*Work instruction:*
Below are the records. Count the lines containing the string "impl", and reply with the number alone.

_ _ _ _

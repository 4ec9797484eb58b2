use crate::{
    error::LayoutError,
    layout::{HasLayout, LayoutManager},
    LayoutEngine,
};
use vtmem_types::{FieldType, TypeDescriptor, TypeResolutionError};
use vtmem_utils::ByteOffset;

/// A field or array element resolved from a container offset.
#[derive(Clone, Debug, PartialEq)]
pub struct SlotLayout {
    pub offset: ByteOffset,
    /// Declared type of the field, or the element type of an array.
    pub declared: FieldType,
    pub layout: LayoutManager,
    pub element_index: Option<usize>,
}

impl SlotLayout {
    pub fn is_flattened(&self) -> bool {
        self.layout.is_flattened()
    }
}

impl LayoutEngine {
    pub fn array_base_offset(&self, ty: Option<&TypeDescriptor>) -> Result<ByteOffset, LayoutError> {
        let ty = ty.ok_or(LayoutError::NullArgument("array type"))?;
        Ok(self.array_layout(ty)?.base_offset())
    }

    pub fn array_element_offset(
        &self,
        ty: &TypeDescriptor,
        index: usize,
    ) -> Result<ByteOffset, LayoutError> {
        Ok(self.array_layout(ty)?.element_offset(index))
    }

    /// Offset of field `name` from the start of an instance of `ty`, header
    /// included.
    pub fn object_field_offset(
        &self,
        ty: &TypeDescriptor,
        name: &str,
    ) -> Result<ByteOffset, LayoutError> {
        self.instance_layout(ty)?
            .field(name)
            .map(|f| f.offset)
            .ok_or_else(|| {
                TypeResolutionError::FieldNotFound {
                    owner: ty.name.clone(),
                    name: name.to_string(),
                }
                .into()
            })
    }

    /// The field of an instance of `ty` that starts at `offset`.
    pub fn field_slot(
        &self,
        ty: &TypeDescriptor,
        offset: ByteOffset,
    ) -> Result<SlotLayout, LayoutError> {
        let layout = self.instance_layout(ty)?;
        let field = layout
            .field_at(offset)
            .ok_or_else(|| LayoutError::NoSlotAtOffset {
                owner: ty.name.clone(),
                offset: offset.as_usize(),
            })?;
        Ok(SlotLayout {
            offset,
            declared: field.field.field_type,
            layout: field.layout.clone(),
            element_index: None,
        })
    }

    /// The element of an array of type `ty` and `length` that starts at `offset`.
    pub fn element_slot(
        &self,
        ty: &TypeDescriptor,
        length: usize,
        offset: ByteOffset,
    ) -> Result<SlotLayout, LayoutError> {
        let layout = self.array_layout(ty)?;
        let index = layout
            .index_at(offset, length)
            .ok_or_else(|| LayoutError::NoSlotAtOffset {
                owner: ty.name.clone(),
                offset: offset.as_usize(),
            })?;
        debug_assert!(layout.element_layout.size() == layout.stride);
        Ok(SlotLayout {
            offset,
            declared: FieldType::Reference(layout.element),
            layout: layout.element_layout.clone(),
            element_index: Some(index),
        })
    }
}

_ _ _ _

*Your response:*
2